#### [EXERCISE DETAILS]
Check every line below for the string "TcpListener". Copy the ones that have it.

*** MATERIAL PROVIDED ***

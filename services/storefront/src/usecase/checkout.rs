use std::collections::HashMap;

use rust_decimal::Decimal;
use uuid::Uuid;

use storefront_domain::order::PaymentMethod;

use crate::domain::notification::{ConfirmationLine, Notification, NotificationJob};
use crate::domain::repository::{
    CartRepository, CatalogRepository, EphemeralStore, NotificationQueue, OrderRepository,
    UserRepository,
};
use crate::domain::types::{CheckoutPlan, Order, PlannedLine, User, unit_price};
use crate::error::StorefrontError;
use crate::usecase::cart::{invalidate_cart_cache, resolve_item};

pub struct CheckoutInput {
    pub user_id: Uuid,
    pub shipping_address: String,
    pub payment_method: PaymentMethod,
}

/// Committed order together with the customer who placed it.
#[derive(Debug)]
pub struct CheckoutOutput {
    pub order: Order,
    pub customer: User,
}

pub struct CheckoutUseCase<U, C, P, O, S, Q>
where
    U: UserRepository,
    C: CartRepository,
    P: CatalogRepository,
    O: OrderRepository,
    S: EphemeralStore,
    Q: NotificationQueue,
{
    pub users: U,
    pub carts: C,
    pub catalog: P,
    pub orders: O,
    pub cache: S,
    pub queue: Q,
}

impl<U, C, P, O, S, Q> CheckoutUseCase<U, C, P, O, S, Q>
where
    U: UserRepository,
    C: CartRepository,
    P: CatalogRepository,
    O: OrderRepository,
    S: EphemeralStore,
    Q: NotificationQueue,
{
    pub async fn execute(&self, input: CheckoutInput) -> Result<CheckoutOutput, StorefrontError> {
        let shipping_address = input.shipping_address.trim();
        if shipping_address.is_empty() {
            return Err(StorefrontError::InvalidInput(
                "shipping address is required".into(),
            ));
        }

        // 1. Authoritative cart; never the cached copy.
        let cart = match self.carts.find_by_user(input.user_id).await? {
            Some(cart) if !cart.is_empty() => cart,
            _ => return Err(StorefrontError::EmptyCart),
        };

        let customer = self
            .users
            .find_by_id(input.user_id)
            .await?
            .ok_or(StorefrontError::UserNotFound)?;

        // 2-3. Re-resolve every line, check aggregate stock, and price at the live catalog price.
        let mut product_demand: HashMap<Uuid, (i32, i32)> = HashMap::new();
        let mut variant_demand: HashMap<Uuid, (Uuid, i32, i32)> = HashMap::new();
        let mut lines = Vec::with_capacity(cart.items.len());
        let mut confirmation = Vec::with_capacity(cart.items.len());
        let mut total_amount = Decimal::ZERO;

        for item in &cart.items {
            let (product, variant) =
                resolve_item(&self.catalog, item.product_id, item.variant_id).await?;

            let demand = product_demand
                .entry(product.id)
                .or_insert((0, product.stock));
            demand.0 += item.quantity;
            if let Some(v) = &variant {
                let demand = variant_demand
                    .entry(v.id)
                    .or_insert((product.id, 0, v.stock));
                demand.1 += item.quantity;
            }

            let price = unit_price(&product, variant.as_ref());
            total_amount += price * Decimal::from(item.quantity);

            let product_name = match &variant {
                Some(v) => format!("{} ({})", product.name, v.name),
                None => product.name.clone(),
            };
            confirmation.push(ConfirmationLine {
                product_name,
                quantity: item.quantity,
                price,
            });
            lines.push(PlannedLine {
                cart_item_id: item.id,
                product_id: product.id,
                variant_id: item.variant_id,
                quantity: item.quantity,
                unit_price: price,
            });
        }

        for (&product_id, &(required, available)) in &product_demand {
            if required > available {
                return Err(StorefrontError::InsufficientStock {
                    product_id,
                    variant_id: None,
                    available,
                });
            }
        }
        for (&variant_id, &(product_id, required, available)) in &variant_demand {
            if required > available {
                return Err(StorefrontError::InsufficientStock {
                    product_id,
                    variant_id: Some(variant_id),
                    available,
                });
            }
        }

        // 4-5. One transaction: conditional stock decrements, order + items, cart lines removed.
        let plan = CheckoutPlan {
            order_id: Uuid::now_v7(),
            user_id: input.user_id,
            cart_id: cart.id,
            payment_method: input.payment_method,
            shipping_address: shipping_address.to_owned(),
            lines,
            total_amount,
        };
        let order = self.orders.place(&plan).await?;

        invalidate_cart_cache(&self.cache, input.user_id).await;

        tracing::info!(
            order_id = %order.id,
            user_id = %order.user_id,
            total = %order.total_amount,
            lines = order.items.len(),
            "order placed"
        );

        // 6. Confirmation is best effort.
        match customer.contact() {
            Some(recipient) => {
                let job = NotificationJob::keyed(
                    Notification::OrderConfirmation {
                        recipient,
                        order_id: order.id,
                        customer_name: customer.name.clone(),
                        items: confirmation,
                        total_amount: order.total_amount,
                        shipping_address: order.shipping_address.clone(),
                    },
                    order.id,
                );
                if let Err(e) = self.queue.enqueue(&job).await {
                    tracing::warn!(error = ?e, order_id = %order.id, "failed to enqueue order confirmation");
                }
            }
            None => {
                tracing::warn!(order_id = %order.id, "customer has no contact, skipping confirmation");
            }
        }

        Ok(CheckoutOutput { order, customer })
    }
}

***
*** MATERIAL PROVIDED ***

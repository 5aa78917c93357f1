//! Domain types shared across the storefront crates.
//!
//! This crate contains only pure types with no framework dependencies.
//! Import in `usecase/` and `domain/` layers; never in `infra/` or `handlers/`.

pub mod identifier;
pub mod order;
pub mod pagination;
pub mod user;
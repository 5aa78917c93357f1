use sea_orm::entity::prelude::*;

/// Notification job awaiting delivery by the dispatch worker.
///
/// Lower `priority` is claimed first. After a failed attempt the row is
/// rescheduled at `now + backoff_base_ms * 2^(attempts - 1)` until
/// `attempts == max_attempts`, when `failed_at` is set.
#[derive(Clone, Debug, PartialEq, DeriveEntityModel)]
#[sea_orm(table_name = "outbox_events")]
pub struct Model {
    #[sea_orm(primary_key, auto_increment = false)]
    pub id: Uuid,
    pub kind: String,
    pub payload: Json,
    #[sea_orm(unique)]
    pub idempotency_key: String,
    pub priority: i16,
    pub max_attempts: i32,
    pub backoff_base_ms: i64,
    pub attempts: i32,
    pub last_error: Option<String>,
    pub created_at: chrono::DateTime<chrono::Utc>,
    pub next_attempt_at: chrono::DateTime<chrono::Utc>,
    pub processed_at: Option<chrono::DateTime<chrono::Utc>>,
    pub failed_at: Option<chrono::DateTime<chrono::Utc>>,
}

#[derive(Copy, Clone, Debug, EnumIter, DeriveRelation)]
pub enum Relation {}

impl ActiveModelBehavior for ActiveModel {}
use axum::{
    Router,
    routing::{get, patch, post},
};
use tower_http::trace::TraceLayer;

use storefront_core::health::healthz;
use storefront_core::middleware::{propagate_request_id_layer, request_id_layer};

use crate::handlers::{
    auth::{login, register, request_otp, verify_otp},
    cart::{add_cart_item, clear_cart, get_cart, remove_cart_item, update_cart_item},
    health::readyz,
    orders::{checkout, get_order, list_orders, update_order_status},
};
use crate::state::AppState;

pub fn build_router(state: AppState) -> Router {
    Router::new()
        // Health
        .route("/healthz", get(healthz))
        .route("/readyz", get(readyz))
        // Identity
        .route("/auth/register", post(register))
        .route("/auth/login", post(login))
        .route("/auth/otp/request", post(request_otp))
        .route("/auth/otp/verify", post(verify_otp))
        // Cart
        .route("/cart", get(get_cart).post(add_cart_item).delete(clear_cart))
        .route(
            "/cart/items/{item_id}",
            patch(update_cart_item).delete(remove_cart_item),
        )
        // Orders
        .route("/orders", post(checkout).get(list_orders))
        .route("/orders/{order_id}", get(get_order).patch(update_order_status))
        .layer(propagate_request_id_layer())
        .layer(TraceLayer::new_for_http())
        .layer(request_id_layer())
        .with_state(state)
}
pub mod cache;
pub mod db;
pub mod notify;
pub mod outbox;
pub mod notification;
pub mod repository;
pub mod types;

***
*** MATERIAL PROVIDED ***

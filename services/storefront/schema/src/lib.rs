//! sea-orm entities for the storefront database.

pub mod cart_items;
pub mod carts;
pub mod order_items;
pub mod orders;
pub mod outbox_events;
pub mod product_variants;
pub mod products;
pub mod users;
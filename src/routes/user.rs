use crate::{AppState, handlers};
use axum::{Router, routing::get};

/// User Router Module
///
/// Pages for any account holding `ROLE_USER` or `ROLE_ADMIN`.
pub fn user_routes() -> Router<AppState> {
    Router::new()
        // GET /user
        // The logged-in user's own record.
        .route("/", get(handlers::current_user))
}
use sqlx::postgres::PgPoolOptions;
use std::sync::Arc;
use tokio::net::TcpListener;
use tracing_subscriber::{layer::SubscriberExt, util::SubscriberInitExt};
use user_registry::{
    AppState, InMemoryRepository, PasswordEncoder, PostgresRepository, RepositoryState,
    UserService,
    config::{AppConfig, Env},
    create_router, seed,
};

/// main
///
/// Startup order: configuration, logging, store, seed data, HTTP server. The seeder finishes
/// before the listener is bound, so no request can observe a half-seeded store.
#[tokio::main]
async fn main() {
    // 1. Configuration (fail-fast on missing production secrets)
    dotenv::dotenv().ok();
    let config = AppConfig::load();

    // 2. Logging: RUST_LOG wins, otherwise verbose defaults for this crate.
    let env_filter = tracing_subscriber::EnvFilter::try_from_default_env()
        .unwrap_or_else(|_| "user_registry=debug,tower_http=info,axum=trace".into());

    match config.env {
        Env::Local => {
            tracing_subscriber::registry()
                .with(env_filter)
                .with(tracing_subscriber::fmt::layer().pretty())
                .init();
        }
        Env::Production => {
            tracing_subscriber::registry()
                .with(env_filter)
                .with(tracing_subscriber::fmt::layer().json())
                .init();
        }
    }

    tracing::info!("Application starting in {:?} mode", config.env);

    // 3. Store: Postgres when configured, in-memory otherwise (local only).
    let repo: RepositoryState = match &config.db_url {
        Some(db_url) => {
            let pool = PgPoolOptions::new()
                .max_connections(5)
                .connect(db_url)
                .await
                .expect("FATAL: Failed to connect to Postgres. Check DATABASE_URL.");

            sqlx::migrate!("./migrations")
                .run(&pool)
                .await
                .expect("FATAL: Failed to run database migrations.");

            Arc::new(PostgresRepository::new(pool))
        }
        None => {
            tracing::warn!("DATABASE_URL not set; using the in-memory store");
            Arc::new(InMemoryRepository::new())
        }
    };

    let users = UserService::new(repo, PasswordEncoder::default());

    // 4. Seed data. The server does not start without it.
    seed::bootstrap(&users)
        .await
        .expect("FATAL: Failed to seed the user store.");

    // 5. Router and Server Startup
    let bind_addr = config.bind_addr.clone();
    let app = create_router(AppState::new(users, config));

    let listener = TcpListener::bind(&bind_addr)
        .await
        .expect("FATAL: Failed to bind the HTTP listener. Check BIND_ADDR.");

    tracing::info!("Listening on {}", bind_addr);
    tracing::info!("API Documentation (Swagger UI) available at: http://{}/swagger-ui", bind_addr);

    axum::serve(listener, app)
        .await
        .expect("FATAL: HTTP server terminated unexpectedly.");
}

***

#### [REPLY]
use tokio::net::TcpListener;
    let listener = TcpListener::bind(&bind_addr)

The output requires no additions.